Heißt Olvenstedter Platz. Und der Pavillon schimpft sich Ihre Blumeninsel. Okay. Geht auch. DHL Packstation ist ganz in ihrer Nähe. Lauter gelbe Kästen in Reihe aufgestellt. Das werde ich genauer beobachten müssen, das Leben hier. Wie es sich entwickelt? Ob die Leute auch genügend hier vorbei huschen und nur das Nötigste erledigen? Und dann auch rasch wieder weg sind mit der Bahn oder ihren Hunden an Leinen?
In der Nähe soll noch die Kneipe Klamauk sein. Das ist ja auch so ein Name des Vertrauens. Da möchte man gern versacken. Beschlossenen Sache. Ich werde hier sitzen und darüber nachdenken, was für eine Birke das sein könnte da direkt vor der Blumeninsel? Bäume möchte ich in meinem letzten Lebensabschnitt noch hersagen können. Und alle Singvögel auswendig aufsagen, an ihrem Gesang die Callas erkennen, die Diva insgesamt anhören, alle 52 CDs, die ich mir gekauft habe. Liegen im Karton für mich bereit. Werden angehört, sobald in Magdeburg die Stadtschreiberei abgewickelt worden ist, der Herbst kommen will und es dann auch schnell Winter wird und somit Hörspielzeit.

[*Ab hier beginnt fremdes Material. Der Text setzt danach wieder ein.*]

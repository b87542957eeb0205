//! Leftover-process cleanup within the daemon's cgroup.
//!
//! When spawned directly by the init process the daemon sits in a dedicated
//! cgroup. Workers occasionally leave helper processes behind; whenever the
//! queue and the pool are both empty the manager sweeps the cgroup and
//! SIGKILLs anything that is not the daemon itself.

use nix::sys::signal::{kill, Signal};
use nix::unistd::Pid;
use tracing::{debug, warn};

/// The daemon's unified-hierarchy cgroup path, if it has a dedicated one.
#[must_use]
pub fn current_cgroup() -> Option<String> {
    let content = std::fs::read_to_string("/proc/self/cgroup").ok()?;
    parse_cgroup(&content)
}

/// Extract the unified-hierarchy path from `/proc/self/cgroup` content.
#[must_use]
pub fn parse_cgroup(content: &str) -> Option<String> {
    content.lines().find_map(|line| {
        let path = line.strip_prefix("0::")?;
        (path != "/").then(|| path.to_string())
    })
}

/// SIGKILL every process in the cgroup except the daemon itself.
pub fn kill_stray_members(cgroup: &str) {
    let procs = format!("/sys/fs/cgroup{cgroup}/cgroup.procs");
    let content = match std::fs::read_to_string(&procs) {
        Ok(content) => content,
        Err(err) => {
            debug!(path = %procs, error = %err, "could not read cgroup members");
            return;
        }
    };

    let own_pid = std::process::id();
    for line in content.lines() {
        let Ok(pid) = line.trim().parse::<i32>() else {
            continue;
        };
        if pid <= 1 || pid == own_pid as i32 {
            continue;
        }
        debug!(pid, "killing stray process left in cgroup");
        if let Err(err) = kill(Pid::from_raw(pid), Signal::SIGKILL) {
            warn!(pid, error = %err, "failed to kill stray process");
        }
    }
}
//! Inotify watch registry for device nodes.
//!
//! Watched device nodes report close-after-write, which the synthesizer
//! turns into a "change" uevent. The registry keeps the watch-descriptor
//! mapping in memory and mirrors it under `<state_dir>` (one file per
//! device id, carrying the devnode and syspath) so watches survive a
//! daemon restart.

use std::collections::HashMap;
use std::io;
use std::os::fd::{AsFd, AsRawFd, RawFd};
use std::path::PathBuf;

use nix::sys::inotify::{AddWatchFlags, InitFlags, Inotify, InotifyEvent, WatchDescriptor};
use rudev_core::device::DeviceRecord;
use tokio::io::unix::AsyncFd;
use tokio::io::Interest;
use tracing::{debug, warn};

use crate::db::device_id;

/// Newtype so the inotify handle can register with the reactor.
#[derive(Debug)]
struct InotifyFd(Inotify);

impl AsRawFd for InotifyFd {
    fn as_raw_fd(&self) -> RawFd {
        self.0.as_fd().as_raw_fd()
    }
}

/// What a watched device node is known as.
#[derive(Debug, Clone)]
pub struct WatchEntry {
    /// Stable device id the state file is named after.
    pub id: String,
    /// Device node path below `/dev`.
    pub devnode: PathBuf,
    /// Absolute sysfs path of the device.
    pub syspath: PathBuf,
}

/// Registry of device-node watches.
#[derive(Debug)]
pub struct WatchRegistry {
    inotify: AsyncFd<InotifyFd>,
    by_wd: HashMap<WatchDescriptor, WatchEntry>,
    state_dir: PathBuf,
}

impl WatchRegistry {
    /// Create a registry persisting its state under `state_dir`.
    ///
    /// # Errors
    ///
    /// Fails when the inotify descriptor or the state directory cannot be
    /// created.
    pub fn new(state_dir: impl Into<PathBuf>) -> io::Result<Self> {
        let state_dir = state_dir.into();
        std::fs::create_dir_all(&state_dir)?;
        let inotify =
            Inotify::init(InitFlags::IN_NONBLOCK | InitFlags::IN_CLOEXEC).map_err(io::Error::from)?;
        Ok(Self {
            inotify: AsyncFd::with_interest(InotifyFd(inotify), Interest::READABLE)?,
            by_wd: HashMap::new(),
            state_dir,
        })
    }

    /// The reactor handle, for readiness polling.
    #[must_use]
    pub fn async_fd(&self) -> &AsyncFd<impl AsRawFd> {
        &self.inotify
    }

    /// Re-register watches persisted by a previous daemon instance.
    ///
    /// Entries whose device node is gone are pruned.
    pub fn restore(&mut self) {
        let entries = match std::fs::read_dir(&self.state_dir) {
            Ok(entries) => entries,
            Err(err) => {
                warn!(error = %err, "could not read watch state directory");
                return;
            }
        };
        for entry in entries.flatten() {
            let id = entry.file_name().to_string_lossy().into_owned();
            let Ok(content) = std::fs::read_to_string(entry.path()) else {
                continue;
            };
            let mut lines = content.lines();
            let (Some(devnode), Some(syspath)) = (lines.next(), lines.next()) else {
                let _ = std::fs::remove_file(entry.path());
                continue;
            };
            if let Err(err) = self.watch(WatchEntry {
                id,
                devnode: PathBuf::from(devnode),
                syspath: PathBuf::from(syspath),
            }) {
                debug!(devnode, error = %err, "dropping stale watch");
                let _ = std::fs::remove_file(entry.path());
            }
        }
    }

    fn watch(&mut self, entry: WatchEntry) -> io::Result<()> {
        let wd = self
            .inotify
            .get_ref()
            .0
            .add_watch(&entry.devnode, AddWatchFlags::IN_CLOSE_WRITE)
            .map_err(io::Error::from)?;
        std::fs::write(
            self.state_dir.join(&entry.id),
            format!("{}\n{}\n", entry.devnode.display(), entry.syspath.display()),
        )?;
        debug!(devnode = %entry.devnode.display(), "watching device node");
        self.by_wd.insert(wd, entry);
        Ok(())
    }

    /// Start watching a device's node.
    ///
    /// # Errors
    ///
    /// Fails when the node cannot be watched or the state file not written.
    pub fn begin(&mut self, dev: &DeviceRecord) -> io::Result<()> {
        let Some(devnode) = &dev.devname else {
            return Ok(());
        };
        self.watch(WatchEntry {
            id: device_id(dev),
            devnode: PathBuf::from(devnode),
            syspath: PathBuf::from(dev.syspath()),
        })
    }

    /// Stop watching a device (the device is going away).
    pub fn end_device(&mut self, dev: &DeviceRecord) {
        let id = device_id(dev);
        let wd = self
            .by_wd
            .iter()
            .find(|(_, entry)| entry.id == id)
            .map(|(wd, _)| *wd);
        if let Some(wd) = wd {
            if let Err(err) = self.inotify.get_ref().0.rm_watch(wd) {
                debug!(%id, error = %err, "could not remove watch");
            }
            self.forget(wd);
        }
    }

    /// Drop a watch the kernel already removed (`IN_IGNORED`).
    pub fn forget(&mut self, wd: WatchDescriptor) {
        if let Some(entry) = self.by_wd.remove(&wd) {
            let _ = std::fs::remove_file(self.state_dir.join(&entry.id));
            debug!(devnode = %entry.devnode.display(), "watch ended");
        }
    }

    /// The entry behind a watch descriptor.
    #[must_use]
    pub fn lookup(&self, wd: WatchDescriptor) -> Option<&WatchEntry> {
        self.by_wd.get(&wd)
    }

    /// Number of active watches.
    #[must_use]
    pub fn len(&self) -> usize {
        self.by_wd.len()
    }

    /// Returns `true` when nothing is watched.
    #[must_use]
    pub fn is_empty(&self) -> bool {
        self.by_wd.is_empty()
    }

    /// Drain every pending inotify event.
    ///
    /// # Errors
    ///
    /// Propagates read errors other than the descriptor running dry.
    pub async fn drain(&mut self) -> io::Result<Vec<InotifyEvent>> {
        let mut out = Vec::new();
        loop {
            let mut guard = self.inotify.readable().await?;
            match self.inotify.get_ref().0.read_events() {
                Ok(events) => out.extend(events),
                Err(nix::errno::Errno::EAGAIN) => {
                    guard.clear_ready();
                    break;
                }
                Err(nix::errno::Errno::EINTR) => {}
                Err(err) => return Err(err.into()),
            }
        }
        Ok(out)
    }
}

#[cfg(test)]
mod tests {
    use super::*;

    fn block_dev(devnode: &std::path::Path) -> DeviceRecord {
        DeviceRecord::builder()
            .seqnum(1)
            .devpath("/devices/virtual/block/loop7")
            .subsystem("block")
            .devnum(7, 7)
            .devname(devnode.to_string_lossy())
            .build()
    }

    #[tokio::test]
    async fn test_close_write_is_reported() {
        let dir = tempfile::tempdir().unwrap();
        let node = dir.path().join("node");
        std::fs::write(&node, b"").unwrap();

        let mut registry = WatchRegistry::new(dir.path().join("state")).unwrap();
        registry.begin(&block_dev(&node)).unwrap();
        assert_eq!(registry.len(), 1);

        // Open for write and close: IN_CLOSE_WRITE fires.
        std::fs::write(&node, b"data").unwrap();

        let events = registry.drain().await.unwrap();
        let event = events
            .iter()
            .find(|e| e.mask.contains(AddWatchFlags::IN_CLOSE_WRITE))
            .expect("close-write event");
        let entry = registry.lookup(event.wd).expect("watch entry");
        assert_eq!(entry.devnode, node);
        assert_eq!(entry.id, "b7:7");
    }

    #[tokio::test]
    async fn test_state_survives_restart() {
        let dir = tempfile::tempdir().unwrap();
        let node = dir.path().join("node");
        std::fs::write(&node, b"").unwrap();
        let state = dir.path().join("state");

        {
            let mut registry = WatchRegistry::new(&state).unwrap();
            registry.begin(&block_dev(&node)).unwrap();
        }
        assert!(state.join("b7:7").exists());

        let mut registry = WatchRegistry::new(&state).unwrap();
        registry.restore();
        assert_eq!(registry.len(), 1);
    }

    #[tokio::test]
    async fn test_restore_prunes_gone_devices() {
        let dir = tempfile::tempdir().unwrap();
        let state = dir.path().join("state");
        std::fs::create_dir_all(&state).unwrap();
        std::fs::write(state.join("b8:0"), "/nonexistent/node\n/sys/devices/x\n").unwrap();

        let mut registry = WatchRegistry::new(&state).unwrap();
        registry.restore();
        assert!(registry.is_empty());
        assert!(!state.join("b8:0").exists());
    }

    #[tokio::test]
    async fn test_end_device_removes_state() {
        let dir = tempfile::tempdir().unwrap();
        let node = dir.path().join("node");
        std::fs::write(&node, b"").unwrap();
        let state = dir.path().join("state");

        let mut registry = WatchRegistry::new(&state).unwrap();
        let dev = block_dev(&node);
        registry.begin(&dev).unwrap();
        registry.end_device(&dev);
        assert!(registry.is_empty());
        assert!(!state.join("b7:7").exists());
    }
}
//! End-to-end dispatch semantics, driven through the public engine API with
//! a recording mock in place of real worker processes.

use std::collections::HashSet;
use std::io;
use std::sync::Arc;
use std::time::Duration;

use proptest::prelude::*;
use rudev_core::config::{Config, ResolveNameTiming};
use rudev_core::device::DeviceRecord;
use rudev_core::engine::{AckOutcome, Engine, Sig, WorkerControl};
use rudev_core::queue::EventState;
use rudev_core::worker::{ExitKind, Pid};

#[derive(Debug, Default)]
struct MockControl {
    next_pid: i32,
    spawned: Vec<(Pid, u64)>,
    delivered: Vec<(Pid, u64)>,
    killed: Vec<(Pid, Sig)>,
}

impl MockControl {
    fn new() -> Self {
        Self {
            next_pid: 1000,
            ..Self::default()
        }
    }

    fn live_pids(&self) -> Vec<Pid> {
        let reaped: HashSet<Pid> = self
            .killed
            .iter()
            .filter(|(_, sig)| *sig == Sig::Kill)
            .map(|(pid, _)| *pid)
            .collect();
        self.spawned
            .iter()
            .map(|(pid, _)| *pid)
            .filter(|pid| !reaped.contains(pid))
            .collect()
    }
}

impl WorkerControl for MockControl {
    fn spawn_worker(&mut self, dev: &DeviceRecord) -> io::Result<Pid> {
        self.next_pid += 1;
        let pid = Pid::from_raw(self.next_pid);
        self.spawned.push((pid, dev.seqnum));
        Ok(pid)
    }

    fn deliver(&mut self, pid: Pid, dev: &DeviceRecord) -> io::Result<()> {
        self.delivered.push((pid, dev.seqnum));
        Ok(())
    }

    fn kill(&mut self, pid: Pid, sig: Sig) -> io::Result<()> {
        self.killed.push((pid, sig));
        Ok(())
    }
}

fn engine(children_max: u32) -> Engine {
    let config = Arc::new(Config::new(
        children_max,
        Duration::from_secs(180),
        Duration::ZERO,
        ResolveNameTiming::Early,
    ));
    Engine::new(config, None)
}

#[test]
fn same_devnum_events_are_serialized() {
    let mut engine = engine(4);
    let mut ctl = MockControl::new();
    engine.enqueue(
        DeviceRecord::builder()
            .seqnum(1)
            .devpath("/devices/x")
            .subsystem("block")
            .devnum(8, 0)
            .build(),
    );
    engine.enqueue(
        DeviceRecord::builder()
            .seqnum(2)
            .devpath("/devices/y")
            .subsystem("block")
            .devnum(8, 0)
            .build(),
    );

    engine.run_queue(&mut ctl);
    assert_eq!(ctl.spawned.len(), 1);
    assert_eq!(engine.find_event(2).unwrap().state, EventState::Queued);
    // Identity blockers are never memoized.
    assert_eq!(engine.find_event(2).unwrap().delaying_seqnum, 0);

    let pid = ctl.spawned[0].0;
    engine.on_worker_ack(pid);
    engine.run_queue(&mut ctl);
    assert_eq!(engine.find_event(2).unwrap().state, EventState::Running);
}

#[test]
fn same_ifindex_events_are_serialized() {
    let mut engine = engine(4);
    let mut ctl = MockControl::new();
    for (seqnum, devpath) in [(1, "/devices/net/a"), (2, "/devices/virtual/net/b")] {
        engine.enqueue(
            DeviceRecord::builder()
                .seqnum(seqnum)
                .devpath(devpath)
                .subsystem("net")
                .ifindex(3)
                .build(),
        );
    }

    engine.run_queue(&mut ctl);
    assert_eq!(ctl.spawned.len(), 1);
    assert_eq!(engine.find_event(2).unwrap().state, EventState::Queued);
}

#[test]
fn three_independent_events_with_cap_one_run_in_arrival_order() {
    let mut engine = engine(1);
    let mut ctl = MockControl::new();
    for seqnum in 1..=3u64 {
        engine.enqueue(
            DeviceRecord::builder()
                .seqnum(seqnum)
                .devpath(format!("/devices/dev{seqnum}"))
                .subsystem("block")
                .devnum(8, 16 * u32::try_from(seqnum).unwrap())
                .build(),
        );
    }

    let mut started = Vec::new();
    loop {
        engine.run_queue(&mut ctl);
        let running: Vec<u64> = engine
            .queue()
            .iter()
            .filter(|e| e.state == EventState::Running)
            .map(|e| e.seqnum)
            .collect();
        assert!(running.len() <= 1, "cap of one violated: {running:?}");
        let Some(&seqnum) = running.first() else {
            break;
        };
        started.push(seqnum);
        let pid = engine.find_event(seqnum).unwrap().worker.unwrap();
        engine.on_worker_ack(pid);
    }

    assert_eq!(started, vec![1, 2, 3]);
}

#[test]
fn worker_failure_frees_the_pool_slot() {
    let mut engine = engine(1);
    let mut ctl = MockControl::new();
    engine.enqueue(
        DeviceRecord::builder()
            .seqnum(1)
            .devpath("/devices/d")
            .subsystem("block")
            .devnum(8, 0)
            .build(),
    );
    engine.enqueue(
        DeviceRecord::builder()
            .seqnum(2)
            .devpath("/devices/e")
            .subsystem("block")
            .devnum(8, 16)
            .build(),
    );
    engine.run_queue(&mut ctl);
    let pid = ctl.spawned[0].0;

    engine.reap(pid, ExitKind::Exited(1));
    engine.run_queue(&mut ctl);
    assert_eq!(engine.find_event(2).unwrap().state, EventState::Running);
}

/// From-scratch conflict oracle over the public event fields.
fn conflicts(a: &rudev_core::queue::Event, b: &rudev_core::queue::Event) -> bool {
    if a.devnum.major != 0 && a.devnum == b.devnum && a.is_block == b.is_block {
        return true;
    }
    if a.ifindex > 0 && a.ifindex == b.ifindex {
        return true;
    }
    let (earlier, later) = if a.seqnum < b.seqnum { (a, b) } else { (b, a) };
    if let Some(old) = &later.devpath_old {
        if earlier.devpath == *old {
            return true;
        }
    }
    let common = a.devpath.len().min(b.devpath.len());
    if a.devpath.as_bytes()[..common] != b.devpath.as_bytes()[..common] {
        return false;
    }
    if a.devpath.len() == b.devpath.len() {
        return later.devnum.major == 0 && later.ifindex == 0;
    }
    a.devpath.as_bytes().get(common) == Some(&b'/') || b.devpath.as_bytes().get(common) == Some(&b'/')
}

fn check_invariants(engine: &Engine, cap: u32) {
    // Cap: the pool never exceeds children_max.
    assert!(engine.pool().len() <= cap as usize);

    // Unique attachment: worker <-> event is a bijection.
    let mut seen_workers = HashSet::new();
    let mut seen_events = HashSet::new();
    for event in engine.queue().iter() {
        if event.state == EventState::Running {
            let pid = event.worker.expect("running event must have a worker");
            assert!(seen_workers.insert(pid), "worker {pid} attached twice");
            assert!(seen_events.insert(event.seqnum));
            let worker = engine.pool().get(pid).expect("worker must be tracked");
            assert_eq!(worker.event(), Some(event.seqnum));
        } else {
            assert!(event.worker.is_none());
        }
    }

    // Ordering under conflict: a running event is never preceded by a
    // conflicting event that is still pending.
    let events: Vec<_> = engine.queue().iter().collect();
    for (i, later) in events.iter().enumerate() {
        if later.state != EventState::Running {
            continue;
        }
        for earlier in &events[..i] {
            assert!(
                !conflicts(earlier, later),
                "seq {} started while conflicting seq {} was pending",
                later.seqnum,
                earlier.seqnum
            );
        }
    }
}

proptest! {
    #![proptest_config(ProptestConfig::with_cases(256))]

    /// Random arrivals and completions never violate the cap, the unique
    /// attachment rule, or ordering under conflict.
    #[test]
    fn prop_dispatch_invariants_hold(
        cap in 1u32..4,
        devices in proptest::collection::vec(
            (
                prop_oneof![
                    Just("/devices/a"),
                    Just("/devices/a/b"),
                    Just("/devices/a/b/c"),
                    Just("/devices/x"),
                    Just("/devices/net/eth0"),
                ],
                0u32..3,
                0u32..3,
            ),
            1..10,
        ),
        acks in proptest::collection::vec(0usize..8, 0..12),
    ) {
        let mut engine = engine(cap);
        let mut ctl = MockControl::new();

        for (i, (path, major, ifindex)) in devices.into_iter().enumerate() {
            let mut builder = DeviceRecord::builder()
                .seqnum(i as u64 + 1)
                .devpath(path)
                .subsystem("block")
                .ifindex(ifindex);
            if major > 0 {
                builder = builder.devnum(major + 7, 0);
            }
            engine.enqueue(builder.build());
            engine.run_queue(&mut ctl);
            check_invariants(&engine, cap);
        }

        for ack in acks {
            let live = ctl.live_pids();
            if live.is_empty() {
                break;
            }
            let pid = live[ack % live.len()];
            if let AckOutcome::Acknowledged { .. } = engine.on_worker_ack(pid) {
                engine.run_queue(&mut ctl);
            }
            check_invariants(&engine, cap);
        }
    }
}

Die Straßenbahn hält hier. Mal sehen, wer so einsteigt, ausstiegt? Besungen oder dadaistisch vertont ist der Platz längst von Herrn Beesten. Hat ihn künstlerisch beackert, kann man auch dazu sagen. Wir stehen inmitten eines flachen Kreises. Soll Brunnen gewesen, nur eben zugeschüttet worden sein oder bald schon hoffentlich noch zuLebzeiten Brunnen werden. Leitungen seien bereits verlegt, nur müsste der Bau beginnen. Ob das je was wird. Vielleicht, wenn ich den Platz romanberühmt gemacht einmal ernsthaft beginnen. Fühle ihn, den Strom, den elekelekkekelekelekktrischen Strom, in den Außenbahnen meiner Elekronen, den quasi freien Elektonen, aber nur quasi – rezitiert zittrig und durchgeschüttelt der Herr Beesten plötzlich kurze Sequenzen aus seinem Poem Klagelied einer einsamen Straßenbahnschiene. In dem Text geht es dann darum, dass immer zur besten Nachtzeit Männer daher kommen, sich über die Schiene hermachen, ihr Funkenflug entlocken, sie mit ihren Schleifgeräten vergewaltigen, sie kreischen, heulen, rufen, jammern ließen, einen Höllenlärm veranstalteten, dass Herr Beesten nicht der einzige war, der wegzog, sondern von allen der klügste, weil zuerst die Haken in die Hand genommen, dem Leid entkommen.
Wir unterhalten uns über den Platz, dass er so ist wie ich mir ihn gewünscht habe. Und rätseln, was in der Annastraße 37 die Leute darauf gebracht haben könnte, Cafe & Milchar 108 zu nennen? Ganz einfach, mischt sich ein junger Vater neben Kinderwagen und frischer Mutter ein, Postleitzahl. Eben drum, sagt Heer Beesten, hätte er selbst darauf kommen können, der unkonzentrierte Mann aber auch. Danke danke. Und weiter zur Festungsmauer. Heikel und mutig einfach die Räder abgestellt und unter den Bauzaun gestiegen, hinein in die abgesperrte Natur bis da noch größerer Sperren und sichere Tore uns den Weg versperren. Aber immerhin, bekommen ich von Zeiten erzählt, als hier noch die Post abging, Aktion war und Musikkonzerte abgehalten wurden. Wau.
Und ein wenig über Jessica D. gesprochen, die beim Seminar in Arendsee genauso fehlte wie ich. Opfer des Bahnstreikes. Und von Mark Kelly Smith in Chicago, der dort eine Kneipe und Slampoetik betreibt. Ein Urvater dessen, sagt Herr Beesten, nennt das Green Mill oder Miles? Muss ich googlen wie jeder andere auch. Und dann sind wir im Museum. Heute ist weltweiter freier Eintritt und Sonderprogramm. Und Heer Beesten muss hier einen Tanz einüben mit Hebefigur. Sechzig Kilo soll die Dame schwer oder leicht sein. Man kann sich an ihr verheben, warne ich. In unserem Alter ist es besser sich Tänzer anzusehen und nicht anzuheben, die Callas zu hören, als sie nachsingen zu wollen.